YOUR OBJECTIVE ▸ What is needed is the number of lines below that contain the word "Some", with no other output.

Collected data

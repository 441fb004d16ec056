use anyhow::{Context, Result};
use chrono::NaiveDate;
use pesa_core::{validate_account_name, AccountType, DateWindow, Money, Transaction};
use pesa_import::{read_statement, CategoryRuleEngine, Rule};
use pesa_ledger::{write_ledger, FormatOptions, LedgerFormatter};
use std::collections::BTreeMap;
use std::fs::{self, File};
use std::io::BufReader;

use crate::settings;
use crate::{ConfigArgs, ExplainArgs, LedgerArgs};

pub fn ledger(args: LedgerArgs, today: NaiveDate) -> Result<()> {
    let window = DateWindow::from_options(args.start, args.end, today)?;
    validate_account_name(&args.cash_account)
        .with_context(|| format!("invalid cash account '{}'", args.cash_account))?;
    validate_account_name(&args.opening_account)
        .with_context(|| format!("invalid opening account '{}'", args.opening_account))?;

    let config_path = settings::resolve_config_path(args.config.config)?;
    let engine = settings::load_engine(&config_path)?;

    let file = File::open(&args.input)
        .with_context(|| format!("opening statement {}", args.input.display()))?;
    let transactions = read_statement(BufReader::new(file))
        .with_context(|| format!("reading statement {}", args.input.display()))?;
    tracing::debug!("Read {} transactions from {}", transactions.len(), args.input.display());

    let formatter = LedgerFormatter::new(FormatOptions {
        cash_account: args.cash_account,
        opening_account: args.opening_account,
        currency: args.currency,
        declare_accounts: args.declare_accounts,
        ..FormatOptions::default()
    });

    // Buffered so an empty window leaves no file behind.
    let mut journal = Vec::new();
    let summary = write_ledger(transactions, &engine, window, &formatter, &mut journal)?;
    if summary.is_empty() {
        println!("No transactions found in the date range: {window}");
        return Ok(());
    }

    let output = args
        .output
        .unwrap_or_else(|| settings::default_output_path(&args.input));
    fs::write(&output, journal).with_context(|| format!("writing {}", output.display()))?;

    println!("Generated ledger file: {}", output.display());
    println!("{summary}");
    for (kind, total) in totals_by_type(&summary.account_totals) {
        println!("  {kind}: {total}");
    }
    if summary.uncategorized > 0 {
        println!(
            "{} transactions fell through to {}",
            summary.uncategorized,
            engine.default_account()
        );
    }
    Ok(())
}

pub fn check(args: ConfigArgs) -> Result<()> {
    let config_path = settings::resolve_config_path(args.config)?;
    let engine = settings::load_engine(&config_path)?;

    println!(
        "{}: {} accounts, {} rules",
        config_path.display(),
        engine.accounts().len(),
        engine.rules().len()
    );
    for rule in engine.rules() {
        println!("  {}", describe_rule(rule));
    }
    println!("  default -> {}", engine.default_account());

    for account in unclassified_accounts(&engine) {
        tracing::warn!("{account} has no Assets, Liabilities, Equity, Income or Expenses root");
        println!("  warning: {account} is not under a standard root");
    }
    Ok(())
}

pub fn explain(args: ExplainArgs, today: NaiveDate) -> Result<()> {
    let config_path = settings::resolve_config_path(args.config.config)?;
    let engine = settings::load_engine(&config_path)?;

    let tx = Transaction::new(today, args.description, args.amount);
    match engine.find_matching_rule(&tx) {
        Some(rule) => println!("{}", describe_rule(rule)),
        None => println!("no rule matched -> {}", engine.default_account()),
    }
    Ok(())
}

/// Sums account totals by account type. Accounts with an unknown root are
/// left out.
fn totals_by_type(totals: &BTreeMap<String, Money>) -> BTreeMap<AccountType, Money> {
    let mut by_type = BTreeMap::new();
    for (account, total) in totals {
        if let Some(kind) = AccountType::of(account) {
            *by_type.entry(kind).or_insert_with(Money::zero) += *total;
        }
    }
    by_type
}

/// Rule and default accounts, in rule order, that `AccountType` cannot
/// classify.
fn unclassified_accounts(engine: &CategoryRuleEngine) -> Vec<&str> {
    let mut accounts: Vec<&str> = Vec::new();
    let candidates = engine
        .rules()
        .iter()
        .map(|rule| rule.account())
        .chain(std::iter::once(engine.default_account()));
    for account in candidates {
        if AccountType::of(account).is_none() && !accounts.contains(&account) {
            accounts.push(account);
        }
    }
    accounts
}

/// One-line summary, e.g. `[2] any(uber, taxi) unless(free) if amount > 0 -> Expenses:Transport`.
fn describe_rule(rule: &Rule) -> String {
    let mut line = format!(
        "[{}] {}({})",
        rule.position(),
        rule.match_type(),
        rule.keywords().join(", ")
    );
    if !rule.exclude().is_empty() {
        line.push_str(&format!(" unless({})", rule.exclude().join(", ")));
    }
    if let Some(condition) = rule.condition() {
        line.push_str(&format!(" if {condition}"));
    }
    line.push_str(&format!(" -> {}", rule.account()));
    line
}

RESPONSE TO THIS TASK ▸ 3